_Problem statement:_ Among the lines below, keep only those from the one containing "self.fields.remove(name);" through the one containing "(Some(keywords), None) =>", and reproduce them exactly.

(Stored entries)
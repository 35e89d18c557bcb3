//! Segments: bounded, append-only shards of an index's doc-id space.
//!
//! A segment is either resident (mutable, in-memory structures) or
//! disk-backed (immutable, served through its value logs and offset index).
//! The transition between the two is the one-shot [`Segment::seal`].

pub mod field;
pub mod invert;
pub mod profile;

use std::collections::HashMap;
use std::fs;
use std::path::PathBuf;
use std::sync::Arc;

use parking_lot::RwLock;
use serde::{Deserialize, Serialize};
use tracing::{debug, warn};

use crate::analysis::Tokenizer;
use crate::document::Document;
use crate::error::{Result, XiphosError};
use crate::query::{Filter, TermQuery};
use crate::schema::FieldKind;
use crate::storage::{OffsetIndex, ValueLog};
use crate::util::bitmap::{intersect_all, union_all};
use crate::util::DocIdSet;

pub use field::Field;
pub use profile::Profile;

/// File holding a segment's metadata record.
const META_FILE: &str = "seg.meta";

/// File holding all offset-index partitions of a segment.
const BTREE_FILE: &str = "seg.bt";

/// File holding the forward store's value log.
const PROFILE_FILE: &str = "_profile.dtl";

/// Persisted segment metadata.
#[derive(Debug, Clone, Serialize, Deserialize)]
pub struct SegmentMeta {
    /// Segment name (also its directory name).
    pub name: String,
    /// First doc id owned by the segment.
    pub start_doc_id: u64,
    /// Exclusive upper bound of the owned doc-id range.
    pub max_doc_id: u64,
    /// Field kinds frozen at segment creation.
    pub fields: HashMap<String, FieldKind>,
}

/// A contiguous, bounded doc-id range with one field per indexed column and
/// one forward store.
pub struct Segment {
    name: String,
    dir: PathBuf,
    start_doc_id: u64,
    max_doc_id: u64,
    field_kinds: HashMap<String, FieldKind>,
    fields: HashMap<String, Field>,
    profile: Profile,
    resident: bool,
    tokenizer: Arc<dyn Tokenizer>,
}

impl std::fmt::Debug for Segment {
    fn fmt(&self, f: &mut std::fmt::Formatter<'_>) -> std::fmt::Result {
        f.debug_struct("Segment")
            .field("name", &self.name)
            .field("start_doc_id", &self.start_doc_id)
            .field("max_doc_id", &self.max_doc_id)
            .field("resident", &self.resident)
            .finish()
    }
}

impl Segment {
    /// Create an empty resident segment.
    ///
    /// `dir` is the segment's own directory; nothing is written to disk
    /// until the seal.
    pub fn create(
        dir: PathBuf,
        name: &str,
        start_doc_id: u64,
        field_kinds: &HashMap<String, FieldKind>,
        tokenizer: Arc<dyn Tokenizer>,
    ) -> Self {
        let fields = field_kinds
            .iter()
            .map(|(field_name, kind)| {
                (
                    field_name.clone(),
                    Field::new(field_name, *kind, start_doc_id, tokenizer.clone()),
                )
            })
            .collect();
        Segment {
            name: name.to_string(),
            dir,
            start_doc_id,
            max_doc_id: start_doc_id,
            field_kinds: field_kinds.clone(),
            fields,
            profile: Profile::new(start_doc_id),
            resident: true,
            tokenizer,
        }
    }

    /// Open a sealed segment from its directory.
    pub fn open(dir: PathBuf, tokenizer: Arc<dyn Tokenizer>) -> Result<Self> {
        let meta_bytes = fs::read(dir.join(META_FILE))?;
        let meta: SegmentMeta = serde_json::from_slice(&meta_bytes)?;
        let btree = Arc::new(RwLock::new(OffsetIndex::open(dir.join(BTREE_FILE))?));

        let mut fields = HashMap::new();
        for (field_name, kind) in &meta.fields {
            let field = Field::open(
                field_name,
                *kind,
                meta.start_doc_id,
                meta.max_doc_id,
                &dir,
                btree.clone(),
                tokenizer.clone(),
            )?;
            fields.insert(field_name.clone(), field);
        }

        let profile_log = ValueLog::open(dir.join(PROFILE_FILE))?;
        let profile = Profile::open(meta.start_doc_id, meta.max_doc_id, profile_log, btree);

        Ok(Segment {
            name: meta.name,
            dir,
            start_doc_id: meta.start_doc_id,
            max_doc_id: meta.max_doc_id,
            field_kinds: meta.fields,
            fields,
            profile,
            resident: false,
            tokenizer,
        })
    }

    /// Rebuild a resident segment from a sealed, partially-filled one by
    /// replaying its forward store through the normal append path.
    pub fn reload(disk: Segment) -> Result<Self> {
        let mut resident = Segment::create(
            disk.dir.clone(),
            &disk.name,
            disk.start_doc_id,
            &disk.field_kinds,
            disk.tokenizer.clone(),
        );
        for doc_id in disk.start_doc_id..disk.max_doc_id {
            match disk.get_document(doc_id)? {
                Some(doc) => resident.add_document(doc_id, &doc)?,
                None => {
                    return Err(XiphosError::storage(format!(
                        "segment {} is missing doc id {doc_id} during reload",
                        disk.name
                    )));
                }
            }
        }
        Ok(resident)
    }

    /// Segment name.
    pub fn name(&self) -> &str {
        &self.name
    }

    /// First doc id owned by this segment.
    pub fn start_doc_id(&self) -> u64 {
        self.start_doc_id
    }

    /// Exclusive upper bound of the owned doc-id range.
    pub fn max_doc_id(&self) -> u64 {
        self.max_doc_id
    }

    /// Check whether the segment owns a doc id.
    pub fn contains(&self, doc_id: u64) -> bool {
        doc_id >= self.start_doc_id && doc_id < self.max_doc_id
    }

    /// Number of documents appended so far.
    pub fn doc_count(&self) -> u64 {
        self.max_doc_id - self.start_doc_id
    }

    /// Check whether the segment has accepted no documents.
    pub fn is_empty(&self) -> bool {
        self.start_doc_id == self.max_doc_id
    }

    /// Check whether the segment still accepts appends.
    pub fn is_resident(&self) -> bool {
        self.resident
    }

    /// Append a document.
    ///
    /// Every field present in the document is indexed; per-field failures
    /// are logged and skipped. The forward-store write is the commit point:
    /// its failure aborts the document and `max_doc_id` does not advance.
    pub fn add_document(&mut self, doc_id: u64, doc: &Document) -> Result<()> {
        if !self.resident {
            return Err(XiphosError::invalid(format!(
                "segment {} is sealed and read-only",
                self.name
            )));
        }
        if doc_id != self.max_doc_id {
            return Err(XiphosError::OutOfOrder {
                expected: self.max_doc_id,
                got: doc_id,
            });
        }
        for (field_name, field) in &mut self.fields {
            let outcome = match doc.get_field(field_name) {
                Some(value) => field.add_document(doc_id, value),
                None => field.skip_document(doc_id),
            };
            if let Err(e) = outcome {
                warn!(
                    segment = %self.name,
                    field = %field_name,
                    doc_id,
                    error = %e,
                    "field not indexed for document"
                );
            }
        }
        self.profile.add_document(doc_id, doc)?;
        self.max_doc_id += 1;
        Ok(())
    }

    /// Flush every field and the forward store to disk and flip the segment
    /// to its immutable form. One-shot.
    pub fn seal(&mut self) -> Result<()> {
        if !self.resident {
            return Err(XiphosError::invalid(format!(
                "segment {} is already sealed",
                self.name
            )));
        }
        debug!(segment = %self.name, docs = self.doc_count(), "sealing segment");
        fs::create_dir_all(&self.dir)?;

        let mut btree = OffsetIndex::create(self.dir.join(BTREE_FILE));
        for field in self.fields.values_mut() {
            field.seal(&self.dir, &mut btree)?;
        }
        self.profile.seal(&self.dir.join(PROFILE_FILE), &mut btree)?;
        btree.commit()?;

        let btree = Arc::new(RwLock::new(btree));
        for field in self.fields.values_mut() {
            field.attach_btree(btree.clone());
        }
        self.profile.attach_btree(btree);

        self.store_meta()?;
        self.resident = false;
        Ok(())
    }

    /// Fetch a document owned by this segment.
    pub fn get_document(&self, doc_id: u64) -> Result<Option<Document>> {
        if !self.contains(doc_id) {
            return Ok(None);
        }
        self.profile.get(doc_id)
    }

    /// Replace the stored form of a document (see [`Profile::update`]).
    pub fn update_document(&mut self, doc_id: u64, doc: &Document) -> Result<()> {
        if !self.contains(doc_id) {
            return Err(XiphosError::not_found(format!("doc id {doc_id}")));
        }
        self.profile.update(doc_id, doc)
    }

    /// Add a field. Permitted only while the segment is resident and empty.
    pub fn add_field(&mut self, name: &str, kind: FieldKind) -> Result<()> {
        if self.field_kinds.contains_key(name) {
            return Err(XiphosError::schema(format!("field {name} already exists")));
        }
        if !self.resident || !self.is_empty() {
            return Err(XiphosError::invalid(format!(
                "segment {} has accepted documents; roll over before changing its schema",
                self.name
            )));
        }
        self.field_kinds.insert(name.to_string(), kind);
        self.fields.insert(
            name.to_string(),
            Field::new(name, kind, self.start_doc_id, self.tokenizer.clone()),
        );
        Ok(())
    }

    /// Remove a field. Permitted only while the segment is resident and
    /// empty.
    pub fn remove_field(&mut self, name: &str) -> Result<()> {
        if !self.field_kinds.contains_key(name) {
            return Err(XiphosError::schema(format!("field {name} does not exist")));
        }
        if !self.resident || !self.is_empty() {
            return Err(XiphosError::invalid(format!(
                "segment {} has accepted documents; roll over before changing its schema",
                self.name
            )));
        }
        self.field_kinds.remove(name);
        self.fields.remove(name);
        Ok(())
    }

    /// Evaluate a query with filters against this segment, excluding
    /// tombstoned doc ids.
    pub fn search(
        &self,
        query: &TermQuery,
        filters: &[Filter],
        tombstones: &DocIdSet,
    ) -> Result<DocIdSet> {
        let keyword_set = if query.is_empty() {
            None
        } else {
            Some(self.eval(query)?)
        };
        let filter_set = self.eval_filters(filters)?;

        let mut result = match (keyword_set, filter_set) {
            (Some(mut keywords), Some(windowed)) => {
                keywords.intersect_with(&windowed);
                keywords
            }
            (Some(keywords), None) => keywords,
            (None, Some(windowed)) => windowed,
            // The distinguished empty query with no filters constrains
            // nothing: every owned doc id matches.
            (None, None) => (self.start_doc_id..self.max_doc_id).collect(),
        };

        for doc_id in tombstones.iter() {
            result.remove(doc_id);
        }
        Ok(result)
    }

    /// Materialize doc ids into documents through the forward store.
    pub fn materialize(&self, doc_ids: &DocIdSet) -> Result<Vec<Document>> {
        let mut docs = Vec::with_capacity(doc_ids.len() as usize);
        for doc_id in doc_ids.iter() {
            if let Some(doc) = self.get_document(doc_id)? {
                docs.push(doc);
            }
        }
        Ok(docs)
    }

    /// Remove the segment's files from disk.
    pub fn destroy(&self) -> Result<()> {
        if self.dir.exists() {
            fs::remove_dir_all(&self.dir)?;
        }
        Ok(())
    }

    /// Recurse over the query tree. A keyword leaf resolves through its
    /// field; Must intersects, Should unions; an empty node mid-tree is the
    /// empty set.
    fn eval(&self, query: &TermQuery) -> Result<DocIdSet> {
        if let Some(keyword) = &query.keyword {
            return match self.fields.get(&keyword.field) {
                Some(field) => Ok(field.query_term(&keyword.word)?.unwrap_or_default()),
                None => Ok(DocIdSet::new()),
            };
        }
        if !query.must.is_empty() {
            let sets = query
                .must
                .iter()
                .map(|sub| self.eval(sub))
                .collect::<Result<Vec<_>>>()?;
            return Ok(intersect_all(sets));
        }
        if !query.should.is_empty() {
            let sets = query
                .should
                .iter()
                .map(|sub| self.eval(sub))
                .collect::<Result<Vec<_>>>()?;
            return Ok(union_all(sets));
        }
        Ok(DocIdSet::new())
    }

    /// Intersect every filter's window result. Filters on unknown or
    /// non-numeric fields match nothing.
    fn eval_filters(&self, filters: &[Filter]) -> Result<Option<DocIdSet>> {
        let mut result: Option<DocIdSet> = None;
        for filter in filters {
            let set = match self.fields.get(&filter.field) {
                Some(field) => field.query_filter(filter)?.unwrap_or_default(),
                None => DocIdSet::new(),
            };
            match &mut result {
                Some(acc) => acc.intersect_with(&set),
                None => result = Some(set),
            }
        }
        Ok(result)
    }

    fn store_meta(&self) -> Result<()> {
        let meta = SegmentMeta {
            name: self.name.clone(),
            start_doc_id: self.start_doc_id,
            max_doc_id: self.max_doc_id,
            fields: self.field_kinds.clone(),
        };
        fs::write(self.dir.join(META_FILE), serde_json::to_vec(&meta)?)?;
        Ok(())
    }
}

_Response to the exercise:_
        self.fields.remove(name);
        Ok(())
    }

    /// Evaluate a query with filters against this segment, excluding
    /// tombstoned doc ids.
    pub fn search(
        &self,
        query: &TermQuery,
        filters: &[Filter],
        tombstones: &DocIdSet,
    ) -> Result<DocIdSet> {
        let keyword_set = if query.is_empty() {
            None
        } else {
            Some(self.eval(query)?)
        };
        let filter_set = self.eval_filters(filters)?;

        let mut result = match (keyword_set, filter_set) {
            (Some(mut keywords), Some(windowed)) => {
                keywords.intersect_with(&windowed);
                keywords
            }
            (Some(keywords), None) => keywords,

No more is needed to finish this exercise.